Thirukkural Word Cloud

Building word cloud isn't that much scary until I know I could do this myself with some statistical packages provided in R.

For this expedition I decided to build word cloud on Thirukkural. Thirukkural is one the finest master pieces in the Tamil literature works which is written during the Tamil Sangam period. Thirukkural constitutes of 133 Chapters each containing 10 couplets. Thus we get 133 * 10 = 1330 couplets in total. Depending on message or meaning, couplets are categorised into three groups namely Aram, Pourl, Inbam. Now let me stop the lecture on Thirukkural and jump on to the actual notion of this writing.

Below post will clearly explain the process I followed for building word could on Thirukkural. All source code and corpus used in this excise can be found on my github account.

Steps in build the word cloud on Thirukkural.

Document preparation.
Building Term Frequency matrix.
Construing word cloud.

Document preparation.

While I could many reference web to archive the Thirukkural corpus I decided to go crawl with gokulnath.com the web page is neatly organized and target text is reachable either by HTML or CSS selectors. After analyzing the HTML DOM structure I wrote a simple web-crawler that will iterate web pages and extract the couplets from each chapters. Followed by extraction I programmed the crawler to write all those couplets from same chapter a separate files. Thus at the end of execution of the web-crawler I had 133 files in my machine containing 10 couples each.

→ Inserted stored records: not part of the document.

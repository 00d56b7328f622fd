//! uiscript library
//!
//! Exposes the configuration and CLI modules for integration testing

pub mod cli;
pub mod config;

pub use config::AppConfig;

Next step is to build Term Frequency document matrix from the corpus. TFD we will have 133 columns and 6566 rows in the matrix. After constructing the TFD matrix we have sum each row to find the total frequency of terms in the entire document. And this total will goes as input to the word cloud function. Here rows corresponds to terms and column corresponds to document. Each cell represents the term frequency the corresponding column (document). Thus TFD matrix gives us ability to sum the row count, which is nothing but a total frequency count of a particular term in the overall corpus.

After building the corpus, we use the package “TM” which is used for text mining activities such strip white space, stemming the text and building the TFD matrix. Since our corpus is in Tamil we will not worry about stemming. The package “word cloud” is in presentation layer that used to create a word cloud using the same we can customize the color and the number of words that should be drawn on the graph.

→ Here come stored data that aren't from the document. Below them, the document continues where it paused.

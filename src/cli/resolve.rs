use std::path::PathBuf;

use action_locator::{DefaultElementResolver, ElementResolver, Selector, SelectorStability};
use anyhow::{Context, Result};
use clap::Args;
use perceiver_structural::SummaryEntry;
use serde::Serialize;

use super::fixtures::load_snapshot;
use super::output::{emit, OutputFormat};

#[derive(Args, Clone, Debug)]
pub struct ResolveArgs {
    /// Selector text, e.g. "role=button && text=Save"
    pub selector: String,

    /// Screen or device fixture file
    #[arg(long, value_name = "FILE")]
    pub screen: PathBuf,

    /// Screen to use when the file declares several
    #[arg(long, default_value_t = 0)]
    pub index: usize,
}

#[derive(Debug, Serialize)]
struct ResolveReport {
    selector: String,
    positional: bool,
    /// Alternative that matched; 0 is the primary predicate
    alternative: Option<usize>,
    matches: Vec<SummaryEntry>,
}

pub async fn cmd_resolve(args: ResolveArgs, output: OutputFormat) -> Result<()> {
    let selector = Selector::parse(&args.selector)
        .with_context(|| format!("Invalid selector '{}'", args.selector))?;
    let snapshot = load_snapshot(&args.screen, args.index).await?;
    let resolution = DefaultElementResolver.resolve(&selector, &snapshot);

    let report = ResolveReport {
        selector: selector.to_string(),
        positional: selector.stability() == SelectorStability::Positional,
        alternative: resolution.alternative,
        matches: resolution
            .matches
            .iter()
            .filter_map(|index| snapshot.get(*index))
            .map(SummaryEntry::from)
            .collect(),
    };
    emit(output, &report, |report| {
        let mut lines = vec![format!(
            "{} -> {} match(es){}",
            report.selector,
            report.matches.len(),
            if report.positional { " [positional]" } else { "" }
        )];
        if let Some(alternative) = report.alternative.filter(|alt| *alt > 0) {
            lines.push(format!("  matched fallback #{alternative}"));
        }
        lines.extend(report.matches.iter().map(|entry| {
            format!(
                "  {} {} {} {}",
                entry.id,
                entry.role,
                entry.text.as_deref().unwrap_or("-"),
                entry.bounds
            )
        }));
        lines.join("\n")
    })
}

wordcloud(lords, scale=c(5,0.5), max.words=100, random.order=FALSE, rot.per=0.35, use.r.layout=FALSE, colors=brewer.pal(8, “Dark2″))

scale is used to controls the difference between the largest and smallest font.
max.words is required to limit the number of words in the cloud.
rot.per controls the percentage of vertical text.

As of this writing I did not find any word cloud that is built from Thirukkural, If that is true, I would be the first person to do so which is something cool to take pride.